An extensive body of case law has developed from Ray.6 This court followed Ray in Thomas v. State, 820 So.2d 382 (Fla. 2d DCA 2002). In Thomas, we affirmed a conviction for driving under the influence (DUI) with serious bodily injury, even though this offense was not a lesser-included offense of DUI manslaughter as charged in the information. 820 So.2d at 384-85. The defendant had not objected to the instructions on the lesser offense, and the offense was lesser in degree and penalty. Id.

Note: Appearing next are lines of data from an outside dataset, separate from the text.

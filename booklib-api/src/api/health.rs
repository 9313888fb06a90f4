//! Health check endpoint

use axum::{extract::State, routing::get, Json, Router};
use chrono::Utc;
use serde::Serialize;

use crate::AppState;

/// Health check response
#[derive(Debug, Serialize)]
pub struct HealthResponse {
    /// Service status (e.g., "ok")
    pub status: String,
    /// Module name ("booklib-api")
    pub module: String,
    /// Crate version from Cargo.toml
    pub version: String,
    /// Seconds since service started
    pub uptime_seconds: u64,
}

/// GET /health
///
/// Health check endpoint for monitoring.
pub async fn health_check(State(state): State<AppState>) -> Json<HealthResponse> {
    let uptime = Utc::now().signed_duration_since(state.startup_time);
    let uptime_seconds = uptime.num_seconds().max(0) as u64;

    Json(HealthResponse {
        status: "ok".to_string(),
        module: "booklib-api".to_string(),
        version: env!("CARGO_PKG_VERSION").to_string(),
        uptime_seconds,
    })
}

/// Build health check routes
pub fn health_routes() -> Router<AppState> {
    Router::new().route("/health", get(health_check))
}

As in Thomas, the information against Mr. Chambers did not allege all of the statutory elements of aggravated assault. However, he was afforded an opportunity to object and failed to do so. Continuing to apply the Ray analysis, we conclude that aggravated assault with a firearm, a second-degree felony, is lesser in degree and punishment than attempted second-degree murder with a firearm, a first-degree felony.7 Accordingly, under the holding in Ray, we affirm Mr. Chambers' conviction.

On at least two prior occasions, this court has resolved cases that were controlled by Ray, without a proper analysis of that decision. See Mateo, 757 So.2d 1229

; Wilburn, 840 So.2d 384. In Mateo, the defendant was charged with sexual battery using force likely to cause serious personal injury. 757 So.2d at 1230; see also § 794.011(3), Fla. Stat. (1997). He was convicted of aggravated battery. See § 784.045, Fla. Stat. (1997). Even though the defendant did not object to the instructions on this lesser offense and the offense was lesser in both degree and penalty, we reversed the conviction without any discussion of Ray. Mateo, 757 So.2d at 1230. Additionally, in Wilburn, we reversed an aggravated assault conviction because the information had not charged that the victim had been placed in fear by the defendant's actions. Wilburn relies upon Mateo to reach this result. We now recede from those cases.

In Mateo, instead of citing to Ray, this court cited to three cases: State v. Von Deck, 607 So.2d 1388 (Fla.1992), State v. Gray, 435 So.2d 816 (Fla.1983), and Velasquez v. State, 654 So.2d 1227 (Fla. 2d DCA 1995).

Von Deck involved a conviction for an improper lesser-included offense; however, the error was a preserved error. The court was not required to perform a fundamental error analysis. 607 So.2d at 1389-90. Thus, Von Deck did not compel the result reached in Mateo.

Gray involved a conviction for an offense that the State intended to be the charged offense, not a...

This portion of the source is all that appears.